• **EXERCISE AIM**:
Could you write out, word for word, each line from the one containing "bytes.extend_from_slice(&[1, 2, 3]);" to the last line of the data below, both included and nothing more?

▼▼▼

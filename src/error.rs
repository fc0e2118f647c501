//! Error types for tsvault.

use std::path::PathBuf;
use thiserror::Error;

/// Result type alias for tsvault operations.
pub type Result<T> = std::result::Result<T, TsVaultError>;

/// Main error type for tsvault operations.
#[derive(Error, Debug)]
pub enum TsVaultError {
    #[error("Timestamp {timestamp} is older than the TTL lower bound {bound}")]
    OutOfTtl { timestamp: i64, bound: i64 },

    #[error("Insufficient disk space for directory {dir:?}: {details}")]
    DiskSpaceInsufficient { dir: PathBuf, details: String },

    #[error("Failed to load file {path:?}: {details}")]
    LoadFile { path: PathBuf, details: String },

    #[error("Merge failed: {0}")]
    Merge(String),

    #[error("Failed to close buffer for {path:?}: {details}")]
    BufferClose { path: PathBuf, details: String },

    #[error("Write rejected: {0}")]
    WriteProcess(String),

    #[error("Metadata error for series {series}: {details}")]
    Metadata { series: String, details: String },

    #[error("Failed to recover {path:?}: {details}")]
    Recover { path: PathBuf, details: String },

    #[error("Invalid data file name: {0}")]
    InvalidFileName(String),

    #[error("Invalid configuration: {0}")]
    InvalidConfiguration(String),

    #[error("Storage group is read-only")]
    ReadOnly,

    #[error("Storage group is shutting down")]
    ShuttingDown,

    #[error("IO error at path {path:?}: {source}")]
    IoWithPath {
        path: PathBuf,
        #[source]
        source: std::io::Error,
    },

    #[error("IO error: {0}")]
    Io(#[from] std::io::Error),

    #[error("JSON serialization error: {0}")]
    Json(#[from] serde_json::Error),

    #[error("Bincode serialization error: {0}")]
    Bincode(#[from] bincode::Error),

    #[error("Channel send error for {channel}")]
    ChannelSend { channel: String },

    #[error("Other error: {0}")]
    Other(String),
}

impl<T> From<crossbeam_channel::SendError<T>> for TsVaultError {
    fn from(err: crossbeam_channel::SendError<T>) -> Self {
        TsVaultError::ChannelSend {
            channel: format!("{:?}", err),
        }
    }
}
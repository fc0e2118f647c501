//! Per-buffer write-ahead log nodes.
//!
//! The write-ahead log proper is an external collaborator; a writable
//! buffer only needs somewhere to append its insert and deletion records
//! when WAL is enabled. `LogNode` is a minimal append-only file with
//! length-framed bincode records, `NopWal` is the disabled variant.

use crate::Result;
use parking_lot::Mutex;
use serde::{Deserialize, Serialize};
use std::fs::{self, File, OpenOptions};
use std::io::{BufWriter, Write};
use std::path::PathBuf;

/// A record appended to a buffer's log node.
#[derive(Debug, Clone, Serialize, Deserialize, PartialEq)]
pub enum WalRecord {
    Insert {
        device: String,
        measurement: String,
        timestamp: i64,
        value: f64,
    },
    Delete {
        device: String,
        measurement: String,
        end_time: i64,
    },
}

/// Trait for per-buffer log nodes.
pub trait Wal: Send + Sync {
    /// Appends one record.
    fn append(&self, record: &WalRecord) -> Result<()>;

    /// Forces buffered records to stable storage.
    fn sync(&self) -> Result<()>;

    /// Removes the log; called when the owning buffer is sealed.
    fn remove(&self) -> Result<()>;
}

/// No-op log node used when WAL is disabled.
pub struct NopWal;

impl Wal for NopWal {
    fn append(&self, _record: &WalRecord) -> Result<()> {
        Ok(())
    }

    fn sync(&self) -> Result<()> {
        Ok(())
    }

    fn remove(&self) -> Result<()> {
        Ok(())
    }
}

/// File-backed log node for one writable buffer.
pub struct LogNode {
    path: PathBuf,
    writer: Mutex<Option<BufWriter<File>>>,
}

impl LogNode {
    pub fn new(path: PathBuf) -> Self {
        Self {
            path,
            writer: Mutex::new(None),
        }
    }

    pub fn path(&self) -> &PathBuf {
        &self.path
    }

    /// Reads every record back, stopping silently at a torn tail.
    pub fn read_all(&self) -> Result<Vec<WalRecord>> {
        if !self.path.exists() {
            return Ok(Vec::new());
        }
        let bytes = fs::read(&self.path)?;
        let mut records = Vec::new();
        let mut pos = 0usize;
        while pos + 4 <= bytes.len() {
            let len = u32::from_le_bytes([
                bytes[pos],
                bytes[pos + 1],
                bytes[pos + 2],
                bytes[pos + 3],
            ]) as usize;
            pos += 4;
            if pos + len > bytes.len() {
                break;
            }
            match bincode::deserialize(&bytes[pos..pos + len]) {
                Ok(record) => records.push(record),
                Err(_) => break,
            }
            pos += len;
        }
        Ok(records)
    }
}

impl Wal for LogNode {
    fn append(&self, record: &WalRecord) -> Result<()> {
        let mut writer = self.writer.lock();
        if writer.is_none() {
            if let Some(parent) = self.path.parent() {
                fs::create_dir_all(parent)?;
            }
            let file = OpenOptions::new()
                .create(true)
                .append(true)
                .open(&self.path)?;
            *writer = Some(BufWriter::new(file));
        }
        if let Some(w) = writer.as_mut() {
            let payload = bincode::serialize(record)?;
            w.write_all(&(payload.len() as u32).to_le_bytes())?;
            w.write_all(&payload)?;
            w.flush()?;
        }
        Ok(())
    }

    fn sync(&self) -> Result<()> {
        if let Some(w) = self.writer.lock().as_mut() {
            w.flush()?;
            w.get_ref().sync_all()?;
        }
        Ok(())
    }

    fn remove(&self) -> Result<()> {
        let _ = self.writer.lock().take();
        if self.path.exists() {
            fs::remove_file(&self.path)?;
        }
        Ok(())
    }
}

#[cfg(test)]
mod tests {
    use super::*;
    use tempfile::TempDir;

    #[test]
    fn log_node_round_trips_records() {
        let dir = TempDir::new().unwrap();
        let node = LogNode::new(dir.path().join("b.log"));

        let insert = WalRecord::Insert {
            device: "d1".into(),
            measurement: "m1".into(),
            timestamp: 7,
            value: 1.5,
        };
        let delete = WalRecord::Delete {
            device: "d1".into(),
            measurement: "m1".into(),
            end_time: 7,
        };
        node.append(&insert).unwrap();
        node.append(&delete).unwrap();
        node.sync().unwrap();

        assert_eq!(node.read_all().unwrap(), vec![insert, delete]);

        node.remove().unwrap();
        assert!(!node.path().exists());
    }

    #[test]
    fn log_node_ignores_torn_tail() {
        let dir = TempDir::new().unwrap();
        let path = dir.path().join("torn.log");
        let node = LogNode::new(path.clone());
        node.append(&WalRecord::Delete {
            device: "d".into(),
            measurement: "m".into(),
            end_time: 1,
        })
        .unwrap();
        node.sync().unwrap();

        // Simulate a crash mid-append.
        let mut bytes = fs::read(&path).unwrap();
        bytes.extend_from_slice(&100u32.to_le_bytes());
        bytes.extend_from_slice(&[1, 2, 3]);
        fs::write(&path, bytes).unwrap();

        assert_eq!(node.read_all().unwrap().len(), 1);
    }
}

▲▲▲

• **RESPONSE**:
        bytes.extend_from_slice(&[1, 2, 3]);
        fs::write(&path, bytes).unwrap();

        assert_eq!(node.read_all().unwrap().len(), 1);
    }
}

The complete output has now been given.